Anxiety increases not only the savings rate, but also hoarding—banks and other businesses accumulate cash, and individuals invest their savings in low-risk forms that do not fuel business investment (an example is a federally insured savings account, with the bank investing its deposits in Treasury securities).
With money circulating slowly and inflation as a result negligible, long-term fixed-interest-rate debtors, such as mortgagors, obtain no relief from their debt burdens.
The huge state and local debt, together with the enormous federal debt, have created economic uncertainty compounded by what appears to be political paralysis in dealing with public debt, and by the hard-to-predict impact of the health reform law and other Administration initiatives on business.
Together these factors may be creating a high-unemployment, low-growth equilibrium that could persist indefinitely.
What is to be done, if anything?
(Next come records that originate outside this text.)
pub mod agent;
pub mod cancel;
pub mod emitter;
pub mod error;
pub mod routes;
pub mod runner;
pub mod signature;
pub mod state;
pub mod tracker;
pub mod workspace;

use axum::routing::{get, post};
use axum::Router;
use tower_http::trace::TraceLayer;

pub use state::AppState;

/// Build the axum Router with all routes and middleware.
/// Used by `serve()` and available for integration testing.
pub fn build_router(app_state: AppState) -> Router {
    Router::new()
        .route("/", get(routes::health::liveness))
        .route("/health", get(routes::health::health))
        .route("/webhook", post(routes::webhook::receive))
        .layer(TraceLayer::new_for_http())
        .with_state(app_state)
}

/// Start the webhook server on `0.0.0.0:<port>`.
pub async fn serve(app_state: AppState, port: u16) -> anyhow::Result<()> {
    let addr = format!("0.0.0.0:{port}");
    let listener = tokio::net::TcpListener::bind(&addr).await?;
    serve_on(app_state, listener).await
}

/// Start the webhook server on a pre-bound listener.
///
/// Lets the caller read the actual port first (useful with `port = 0`).
pub async fn serve_on(
    app_state: AppState,
    listener: tokio::net::TcpListener,
) -> anyhow::Result<()> {
    let actual_port = listener.local_addr()?.port();
    let app = build_router(app_state);

    tracing::info!("relay listening on http://localhost:{actual_port}");

    axum::serve(listener, app).await?;
    Ok(())
}
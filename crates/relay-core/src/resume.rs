use crate::error::Result;
use crate::io::atomic_write;
use std::collections::BTreeMap;
use std::path::{Path, PathBuf};
use std::sync::{Mutex, PoisonError};

type Entries = BTreeMap<String, String>;

/// Durable map from tracker session id to the agent's conversation id.
///
/// The backing file is read on first access and cached for the life of the
/// store. Every mutation rewrites the whole file through [`atomic_write`].
/// An unreadable or corrupt file is treated as empty.
#[derive(Debug)]
pub struct ResumptionStore {
    path: PathBuf,
    cache: Mutex<Option<Entries>>,
}

impl ResumptionStore {
    pub fn new(path: impl Into<PathBuf>) -> Self {
        Self {
            path: path.into(),
            cache: Mutex::new(None),
        }
    }

    pub fn path(&self) -> &Path {
        &self.path
    }

    pub fn get(&self, session_id: &str) -> Option<String> {
        self.with_entries(|entries| entries.get(session_id).cloned())
    }

    /// Record the conversation for a session. If the file cannot be written
    /// the session has no entry afterwards, in memory or on disk.
    pub fn set(&self, session_id: &str, conversation_id: &str) -> Result<()> {
        self.with_entries(|entries| {
            entries.insert(session_id.to_string(), conversation_id.to_string());
            self.persist(entries).inspect_err(|_| {
                entries.remove(session_id);
            })
        })
    }

    /// Remove an entry. Returns whether one existed.
    pub fn delete(&self, session_id: &str) -> Result<bool> {
        self.with_entries(|entries| {
            if entries.remove(session_id).is_none() {
                return Ok(false);
            }
            self.persist(entries)?;
            Ok(true)
        })
    }

    pub fn clear(&self) -> Result<usize> {
        self.with_entries(|entries| {
            let count = entries.len();
            entries.clear();
            self.persist(entries)?;
            Ok(count)
        })
    }

    /// Snapshot of every entry, ordered by session id.
    pub fn list(&self) -> Vec<(String, String)> {
        self.with_entries(|entries| {
            entries
                .iter()
                .map(|(k, v)| (k.clone(), v.clone()))
                .collect()
        })
    }

    /// Run `f` on the cached map, loading it from disk on first use.
    fn with_entries<R>(&self, f: impl FnOnce(&mut Entries) -> R) -> R {
        let mut guard = self.cache.lock().unwrap_or_else(PoisonError::into_inner);
        let entries = guard.get_or_insert_with(|| load(&self.path));
        f(entries)
    }

    fn persist(&self, entries: &Entries) -> Result<()> {
        let data = serde_json::to_vec_pretty(entries)?;
        atomic_write(&self.path, &data)
    }
}

fn load(path: &Path) -> Entries {
    let data = match std::fs::read_to_string(path) {
        Ok(data) => data,
        Err(e) if e.kind() == std::io::ErrorKind::NotFound => return Entries::new(),
        Err(e) => {
            tracing::warn!(path = %path.display(), error = %e, "cannot read resumption file; starting empty");
            return Entries::new();
        }
    };
    match serde_json::from_str(&data) {
        Ok(entries) => entries,
        Err(e) => {
            tracing::warn!(path = %path.display(), error = %e, "corrupt resumption file; starting empty");
            Entries::new()
        }
    }
}
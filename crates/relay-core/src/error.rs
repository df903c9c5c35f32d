use thiserror::Error;

#[derive(Debug, Error)]
pub enum RelayError {
    #[error("malformed payload: {0}")]
    MalformedPayload(String),

    #[error("invalid config: {0}")]
    Config(String),

    #[error("home directory not found: set HOME or RELAY_STATE_DIR")]
    HomeNotFound,

    #[error(transparent)]
    Io(#[from] std::io::Error),

    #[error(transparent)]
    Yaml(#[from] serde_yaml::Error),

    #[error(transparent)]
    Json(#[from] serde_json::Error),
}

pub type Result<T> = std::result::Result<T, RelayError>;
pub mod config;
pub mod serve;
pub mod sessions;
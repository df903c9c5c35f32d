#![allow(deprecated)]
use assert_cmd::Command;
use predicates::prelude::*;
use tempfile::TempDir;

const RELAY_VARS: &[&str] = &[
    "RELAY_CONFIG",
    "RELAY_WEBHOOK_SECRET",
    "RELAY_API_TOKEN",
    "RELAY_API_URL",
    "RELAY_REPOS_DIR",
    "RELAY_STATE_DIR",
    "RELAY_ENV",
    "RELAY_MENTION",
    "RELAY_PORT",
];

/// `relay` with a clean environment and its state under `dir`.
fn relay(dir: &TempDir) -> Command {
    let mut cmd = Command::cargo_bin("relay").unwrap();
    for var in RELAY_VARS {
        cmd.env_remove(var);
    }
    cmd.current_dir(dir.path())
        .env("RELAY_STATE_DIR", dir.path())
        .env("RELAY_REPOS_DIR", dir.path());
    cmd
}

fn seed_sessions(dir: &TempDir) {
    std::fs::write(
        dir.path().join("resume-sessions.json"),
        r#"{"sess-1": "conv-a", "sess-2": "conv-b"}"#,
    )
    .unwrap();
}

#[test]
fn help_lists_subcommands() {
    let dir = TempDir::new().unwrap();
    relay(&dir)
        .arg("--help")
        .assert()
        .success()
        .stdout(predicate::str::contains("serve"))
        .stdout(predicate::str::contains("sessions"))
        .stdout(predicate::str::contains("config"));
}

// ---------------------------------------------------------------------------
// relay config
// ---------------------------------------------------------------------------

#[test]
fn config_check_fails_without_secrets() {
    let dir = TempDir::new().unwrap();
    relay(&dir)
        .args(["config", "check"])
        .assert()
        .failure()
        .stdout(predicate::str::contains("[error] webhook secret is not set"))
        .stderr(predicate::str::contains("config validation found errors"));
}

#[test]
fn config_check_passes_with_env_settings() {
    let dir = TempDir::new().unwrap();
    let config = dir.path().join("relay.yaml");
    std::fs::write(&config, "agent:\n  executable: sh\n").unwrap();

    relay(&dir)
        .env("RELAY_CONFIG", &config)
        .env("RELAY_WEBHOOK_SECRET", "s3cret")
        .env("RELAY_API_TOKEN", "lin_api_x")
        .args(["config", "check"])
        .assert()
        .success()
        .stdout(predicate::str::contains("Config is valid"));
}

#[test]
fn config_check_warns_about_missing_executable() {
    let dir = TempDir::new().unwrap();
    let config = dir.path().join("relay.yaml");
    std::fs::write(&config, "agent:\n  executable: no-such-agent-binary-xyz\n").unwrap();

    let output = relay(&dir)
        .env("RELAY_CONFIG", &config)
        .env("RELAY_WEBHOOK_SECRET", "s3cret")
        .env("RELAY_API_TOKEN", "lin_api_x")
        .args(["config", "check", "--json"])
        .output()
        .unwrap();
    assert!(output.status.success());

    let value: serde_json::Value = serde_json::from_slice(&output.stdout).unwrap();
    let warnings = value["warnings"].as_array().unwrap();
    assert_eq!(warnings.len(), 1);
    assert_eq!(warnings[0]["level"], "warning");
    assert!(warnings[0]["message"]
        .as_str()
        .unwrap()
        .contains("no-such-agent-binary-xyz"));
}

#[test]
fn config_show_redacts_secrets() {
    let dir = TempDir::new().unwrap();
    relay(&dir)
        .env("RELAY_WEBHOOK_SECRET", "very-secret-value")
        .env("RELAY_MENTION", "@bot")
        .args(["config", "show"])
        .assert()
        .success()
        .stdout(predicate::str::contains("webhook_secret:  <set>"))
        .stdout(predicate::str::contains("api_token:       <unset>"))
        .stdout(predicate::str::contains("mention_token:   @bot"))
        .stdout(predicate::str::contains("very-secret-value").not());
}

#[test]
fn unknown_environment_is_rejected() {
    let dir = TempDir::new().unwrap();
    relay(&dir)
        .args(["--env", "staging", "config", "show"])
        .assert()
        .failure()
        .stderr(predicate::str::contains("staging"));
}

#[test]
fn missing_config_file_is_reported() {
    let dir = TempDir::new().unwrap();
    relay(&dir)
        .env("RELAY_CONFIG", dir.path().join("absent.yaml"))
        .args(["config", "show"])
        .assert()
        .failure()
        .stderr(predicate::str::contains("failed to load config"));
}

// ---------------------------------------------------------------------------
// relay sessions
// ---------------------------------------------------------------------------

#[test]
fn sessions_list_empty() {
    let dir = TempDir::new().unwrap();
    relay(&dir)
        .args(["sessions", "list"])
        .assert()
        .success()
        .stdout(predicate::str::contains("No resumable sessions."));
}

#[test]
fn sessions_list_shows_entries() {
    let dir = TempDir::new().unwrap();
    seed_sessions(&dir);
    relay(&dir)
        .args(["sessions", "list"])
        .assert()
        .success()
        .stdout(predicate::str::contains("SESSION"))
        .stdout(predicate::str::contains("sess-1"))
        .stdout(predicate::str::contains("conv-b"));
}

#[test]
fn sessions_forget_removes_one_entry() {
    let dir = TempDir::new().unwrap();
    seed_sessions(&dir);

    relay(&dir)
        .args(["sessions", "forget", "sess-1"])
        .assert()
        .success()
        .stdout(predicate::str::contains("Forgot session sess-1."));

    let output = relay(&dir)
        .args(["sessions", "list", "--json"])
        .output()
        .unwrap();
    let value: serde_json::Value = serde_json::from_slice(&output.stdout).unwrap();
    assert_eq!(
        value,
        serde_json::json!([{ "session_id": "sess-2", "conversation_id": "conv-b" }])
    );

    relay(&dir)
        .args(["sessions", "forget", "sess-1"])
        .assert()
        .success()
        .stdout(predicate::str::contains("No entry for session sess-1."));
}

#[test]
fn sessions_clear_empties_the_file() {
    let dir = TempDir::new().unwrap();
    seed_sessions(&dir);
    relay(&dir)
        .args(["sessions", "clear"])
        .assert()
        .success()
        .stdout(predicate::str::contains("Removed 2 session(s)."));

    let data = std::fs::read_to_string(dir.path().join("resume-sessions.json")).unwrap();
    let value: serde_json::Value = serde_json::from_str(&data).unwrap();
    assert_eq!(value, serde_json::json!({}));
}

// ---------------------------------------------------------------------------
// relay serve
// ---------------------------------------------------------------------------

#[test]
fn serve_refuses_invalid_config() {
    let dir = TempDir::new().unwrap();
    relay(&dir)
        .args(["serve", "--port", "0"])
        .assert()
        .failure()
        .stderr(predicate::str::contains("refusing to start"));
}
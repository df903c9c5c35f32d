//! Loop prevention: duplicate suppression and self-trigger suppression.

use crate::registry::SessionRegistry;
use crate::webhook::{Actors, Classification};
use serde::Serialize;
use std::fmt;

#[derive(Debug, Clone, Copy, PartialEq, Eq, Serialize)]
#[serde(rename_all = "kebab-case")]
pub enum SkipReason {
    Duplicate,
    SelfTrigger,
}

impl SkipReason {
    pub fn as_str(self) -> &'static str {
        match self {
            SkipReason::Duplicate => "duplicate",
            SkipReason::SelfTrigger => "self-trigger",
        }
    }
}

impl fmt::Display for SkipReason {
    fn fmt(&self, f: &mut fmt::Formatter<'_>) -> fmt::Result {
        f.write_str(self.as_str())
    }
}

#[derive(Debug, Clone, PartialEq, Eq)]
pub enum Verdict {
    Proceed,
    Skip(SkipReason),
}

/// Key under which a run for this event is recorded. Follow-ups are keyed by
/// session and sub-event because one session receives many of them.
/// Stop signals and ignored events have no key.
pub fn dedup_key(classification: &Classification) -> Option<String> {
    match classification {
        Classification::SessionCreated { session, .. } => Some(session.id.clone()),
        Classification::SessionPrompted {
            session,
            activity_id,
            ..
        } => Some(format!("{}:{}", session.id, activity_id)),
        Classification::ThreadMention { thread, .. } | Classification::ThreadReply { thread, .. } => {
            Some(format!("comment:{}", thread.comment_id))
        }
        Classification::StopSignal { .. } | Classification::Ignored { .. } => None,
    }
}

/// True when the triggering actor is the relay's own identity.
pub fn is_self_trigger(actors: &Actors) -> bool {
    match (&actors.actor_id, &actors.agent_id) {
        (Some(actor), Some(agent)) => !actor.is_empty() && actor == agent,
        _ => false,
    }
}

#[derive(Debug)]
pub struct LoopGuard {
    registry: SessionRegistry,
}

impl LoopGuard {
    pub fn new(registry: SessionRegistry) -> Self {
        Self { registry }
    }

    /// Decide whether `classification` may start a run.
    ///
    /// The identity check runs first so self-triggered events never occupy a
    /// registry slot. On `Proceed` the dedup key has already been recorded.
    pub fn check(&mut self, classification: &Classification) -> Verdict {
        if classification.actors().is_some_and(is_self_trigger) {
            return Verdict::Skip(SkipReason::SelfTrigger);
        }
        match dedup_key(classification) {
            Some(key) if !self.registry.check_and_record(&key) => {
                Verdict::Skip(SkipReason::Duplicate)
            }
            _ => Verdict::Proceed,
        }
    }

    pub fn registry(&self) -> &SessionRegistry {
        &self.registry
    }
}

#[cfg(test)]
mod tests {
    use super::*;
    use crate::webhook::{AgentSession, Subject, ThreadEvent};
    use std::time::Duration;

    fn guard() -> LoopGuard {
        LoopGuard::new(SessionRegistry::new(Duration::from_secs(3600), 100))
    }

    fn session(id: &str) -> AgentSession {
        AgentSession {
            id: id.into(),
            subject: Subject::ProjectUpdate { id: "pu".into() },
            message: String::new(),
            context: String::new(),
        }
    }

    fn actors(actor: &str) -> Actors {
        Actors {
            actor_id: Some(actor.into()),
            agent_id: Some("agent-1".into()),
        }
    }

    fn created(id: &str, actor: &str) -> Classification {
        Classification::SessionCreated {
            session: session(id),
            actors: actors(actor),
        }
    }

    fn prompted(id: &str, activity: &str) -> Classification {
        Classification::SessionPrompted {
            session: session(id),
            activity_id: activity.into(),
            actors: actors("user-1"),
        }
    }

    #[test]
    fn replayed_creation_is_duplicate() {
        let mut g = guard();
        assert_eq!(g.check(&created("s1", "user-1")), Verdict::Proceed);
        assert_eq!(
            g.check(&created("s1", "user-1")),
            Verdict::Skip(SkipReason::Duplicate)
        );
    }

    #[test]
    fn self_trigger_is_skipped_and_not_recorded() {
        let mut g = guard();
        assert_eq!(
            g.check(&created("s1", "agent-1")),
            Verdict::Skip(SkipReason::SelfTrigger)
        );
        assert!(g.registry().is_empty());
        assert_eq!(
            g.check(&created("s1", "agent-1")),
            Verdict::Skip(SkipReason::SelfTrigger)
        );
    }

    #[test]
    fn follow_ups_are_keyed_by_sub_event() {
        let mut g = guard();
        assert_eq!(g.check(&prompted("s1", "a1")), Verdict::Proceed);
        assert_eq!(g.check(&prompted("s1", "a2")), Verdict::Proceed);
        assert_eq!(
            g.check(&prompted("s1", "a1")),
            Verdict::Skip(SkipReason::Duplicate)
        );
    }

    #[test]
    fn stop_signals_are_never_deduplicated() {
        let mut g = guard();
        let stop = Classification::StopSignal {
            session_id: "s1".into(),
            actors: actors("user-1"),
        };
        assert_eq!(g.check(&stop), Verdict::Proceed);
        assert_eq!(g.check(&stop), Verdict::Proceed);
    }

    #[test]
    fn thread_events_are_keyed_by_comment() {
        let thread = ThreadEvent {
            comment_id: "c1".into(),
            thread_id: "c0".into(),
            project_update_id: "pu".into(),
            body: "@agent hi".into(),
        };
        let c = Classification::ThreadMention {
            thread,
            actors: actors("user-1"),
        };
        assert_eq!(dedup_key(&c).as_deref(), Some("comment:c1"));
    }

    #[test]
    fn unknown_identities_are_not_self_triggers() {
        assert!(!is_self_trigger(&Actors::default()));
        assert!(!is_self_trigger(&Actors {
            actor_id: Some("agent-1".into()),
            agent_id: None,
        }));
    }

    #[test]
    fn skip_reasons_render_as_wire_strings() {
        assert_eq!(SkipReason::SelfTrigger.to_string(), "self-trigger");
        assert_eq!(
            serde_json::to_value(SkipReason::Duplicate).unwrap(),
            serde_json::json!("duplicate")
        );
    }
}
The ideal solution—which is unattainable—would be to combine a short-term stimulus with long-term fiscal and regulatory reform aimed at reducing governmental deficits and increasing economic growth.
With interest rates very low and much savings in inert forms (such as the $1 trillion in excess reserves held by the banks), there is an argument for the government’s borrowing those savings and putting them to work on projects that would require labor, and thus reduce unemployment.
But not only is a further stimulus politically impossible (in part because of the poor design, execution, and explanation of the large stimulus program enacted in February 2009); it would take too long to put into effect to avoid a risk of its crowding out private investment when the private economy begins to grow more rapidly.